Top of Material for the task
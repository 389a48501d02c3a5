use keymove_core::{NodeId, PortId, SurfaceId, Vec2};
use keymove_graph::{ConnectionSpec, NodeSpec, Workspace, WorkspaceSpec};

pub const BENCH_SURFACE: SurfaceId = SurfaceId(1);

/// `stacks` columns of `depth` chained statements, each column topped by a
/// value node floating beside it.
pub fn synthetic_spec(stacks: usize, depth: usize) -> WorkspaceSpec {
    let mut nodes = Vec::with_capacity(stacks * (depth + 1));
    let mut connections = Vec::new();
    let mut next_id = 1i64;

    for column in 0..stacks {
        let x = column as f32 * 200.0;
        let mut previous_next: Option<PortId> = None;
        for row in 0..depth {
            let id = next_id;
            next_id += 1;
            let first_port = id * 10;
            nodes.push(NodeSpec::statement(
                id,
                first_port,
                Vec2::new(x, row as f32 * 40.0),
            ));
            if let Some(parent) = previous_next {
                connections.push(ConnectionSpec {
                    parent,
                    child: PortId(first_port),
                });
            }
            previous_next = Some(PortId(first_port + 1));
        }
        let id = next_id;
        next_id += 1;
        nodes.push(NodeSpec::value(id, id * 10, Vec2::new(x + 140.0, -60.0)));
    }

    WorkspaceSpec {
        nodes,
        connections,
        trash: None,
        view: Default::default(),
        capacity: None,
        editable: true,
    }
}

pub fn synthetic_workspace(stacks: usize, depth: usize) -> Workspace {
    match Workspace::from_spec(BENCH_SURFACE, &synthetic_spec(stacks, depth)) {
        Ok(workspace) => workspace,
        Err(e) => panic!("synthetic workspace is invalid: {}", e),
    }
}

/// The last statement of the first stack; a natural node to pick up.
pub fn tail_of_first_stack(depth: usize) -> NodeId {
    NodeId(depth as i64)
}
Bottom of Material for the task
After reading the lines above, reproduce them all exactly.

Finished exercise:
repository 389a48501d02c3a5
use keymove_core::{NodeId, PortId, SurfaceId, Vec2};
use keymove_graph::{ConnectionSpec, NodeSpec, Workspace, WorkspaceSpec};

pub const BENCH_SURFACE: SurfaceId = SurfaceId(1);

/// `stacks` columns of `depth` chained statements, each column topped by a
/// value node floating beside it.
pub fn synthetic_spec(stacks: usize, depth: usize) -> WorkspaceSpec {
    let mut nodes = Vec::with_capacity(stacks * (depth + 1));
    let mut connections = Vec::new();
    let mut next_id = 1i64;

    for column in 0..stacks {
        let x = column as f32 * 200.0;
        let mut previous_next: Option<PortId> = None;
        for row in 0..depth {
            let id = next_id;
            next_id += 1;
            let first_port = id * 10;
            nodes.push(NodeSpec::statement(
                id,
                first_port,
                Vec2::new(x, row as f32 * 40.0),
            ));
            if let Some(parent) = previous_next {
                connections.push(ConnectionSpec {
                    parent,
                    child: PortId(first_port),
                });
            }
            previous_next = Some(PortId(first_port + 1));
        }
        let id = next_id;
        next_id += 1;
        nodes.push(NodeSpec::value(id, id * 10, Vec2::new(x + 140.0, -60.0)));
    }

    WorkspaceSpec {
        nodes,
        connections,
        trash: None,
        view: Default::default(),
        capacity: None,
        editable: true,
    }
}

pub fn synthetic_workspace(stacks: usize, depth: usize) -> Workspace {
    match Workspace::from_spec(BENCH_SURFACE, &synthetic_spec(stacks, depth)) {
        Ok(workspace) => workspace,
        Err(e) => panic!("synthetic workspace is invalid: {}", e),
    }
}

/// The last statement of the first stack; a natural node to pick up.
pub fn tail_of_first_stack(depth: usize) -> NodeId {
    NodeId(depth as i64)
}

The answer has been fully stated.